Escenas que llegan como traídas por el viento. La primera vez que la inspectora de la escuela la llamó a su oficina y la sermoneó durante varios minutos acerca de la disciplina, de la necesidad de formar seres rectos (esa palabra usó, «rectos», y Ania imaginó un ejército de niños marchando con las espaldas muy erguidas, rectos de cuerpo y de espíritu, rectos de habla, tiesos e inquebrantables como un paredón). Que fuera más estricta, le exigió la inspectora. Que controlara las escrituras de los estudiantes, que no permitiera barbaridades como las del último diario mural, que llevaba crónicas con erratas como «alcohón» en vez de halcón (o de alcohol, vaya una a saber), «murmurllar» en vez de murmurar, «barbosa» en vez de babosa, «dientista» en vez de «dentista» o «baldrar» en vez de quién sabe qué. En el escrito del niño que puso los pelos de punta a la inspectora, un animal baldraba y Ania pensó en la extraña sugerencia de ese sonido: un ladrido o un balido que taladran el aire. A ella, a decir verdad, le parecían fabulosas las invenciones lingüísticas de los alumnos.

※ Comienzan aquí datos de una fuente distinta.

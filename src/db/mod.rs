//! Database initialization and migration runner.
//!
//! SYSTEM CONTEXT
//! ==============
//! Startup uses this module to create the shared SQLx pool and enforce schema
//! migrations before accepting API traffic. Without `DATABASE_URL` the server
//! never touches this module and keeps layouts in memory instead.

use sqlx::PgPool;
use sqlx::postgres::PgPoolOptions;

/// Initialize the `PostgreSQL` connection pool and run migrations.
///
/// # Errors
///
/// Returns an error if the connection or migrations fail.
pub async fn init_pool(database_url: &str, max_connections: u32) -> Result<PgPool, sqlx::Error> {
    let pool = PgPoolOptions::new()
        .max_connections(max_connections)
        .connect(database_url)
        .await?;

    sqlx::migrate!("src/db/migrations").run(&pool).await?;

    Ok(pool)
}
//! Router assembly.
//!
//! SYSTEM CONTEXT
//! ==============
//! This module binds the layout API and health check under a single Axum
//! router. The editor's static front-end is served from the configured
//! directory as the fallback when that directory exists.

pub mod layout;

use std::path::Path;

use axum::Router;
use axum::http::StatusCode;
use axum::routing::get;
use tower_http::compression::CompressionLayer;
use tower_http::cors::{Any, CorsLayer};
use tower_http::services::ServeDir;
use tower_http::trace::TraceLayer;
use tracing::{info, warn};

use crate::state::AppState;

/// API routes without static assets.
pub fn api_routes(state: AppState) -> Router {
    let cors = CorsLayer::new()
        .allow_origin(Any)
        .allow_methods(Any)
        .allow_headers(Any);

    Router::new()
        .route("/api/boxes", get(layout::get_latest).post(layout::save))
        .route("/healthz", get(healthz))
        .layer(cors)
        .with_state(state)
}

/// Full application: API routes plus the static front-end at `/`.
pub fn app(state: AppState, static_dir: &Path) -> Router {
    let router = api_routes(state);
    let router = if static_dir.is_dir() {
        info!(dir = %static_dir.display(), "serving static assets");
        router.fallback_service(ServeDir::new(static_dir).append_index_html_on_directories(true))
    } else {
        warn!(dir = %static_dir.display(), "static directory missing; serving API only");
        router
    };
    router
        .layer(CompressionLayer::new())
        .layer(TraceLayer::new_for_http())
}

async fn healthz() -> StatusCode {
    StatusCode::OK
}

Pensaba que las palabras tenían pliegues y estaban siempre en la frontera entre la carne y el mundo. Sin embargo los niños (la gente en general, pero los niños en particular) no le gustaban demasiado. Si soltaba la imaginación, incluso, podía llegar a verlos como figuras diabólicas. Los niños, esos niños que le tocaban como aprendices, succionaban cada milímetro de su vida. De todas formas no se le pasaba por la cabeza corregirlos ni coserles la boca: volver rectas esas lenguas sueltas, tan vivas, aún sin la espuma de la adultez. A veces pensaba que no tenía tacto para relacionarse con la gente, que era mucho más llevadero un animal o una planta que un ser humano. Ella solo tenía un gato, un atado de pelos de color naranja convertido en un pariente involuntario, y con eso le bastaba.
A veces sentía que no servía para trabajar. No en una escuela al menos, no vigilando las conductas de los demás. Y estaba el otro asunto: Ania no sabía dormir. Con el paso de los años había olvidado cómo se dormía. Calmosedán, adormix, zopiclona, lo había probado todo. Andaba siempre cansada, bostezando en medio de las conversaciones. Así no se podía estar a cargo de un curso, hacer clases de nada. Tienes que cuidar tu higiene del sueño, le advertían en la escuela. Y a ella la expresión le hacía gracia. Se imaginaba pasando una esponja con jabón a sus somnolencias, escobillando sus pesadillas.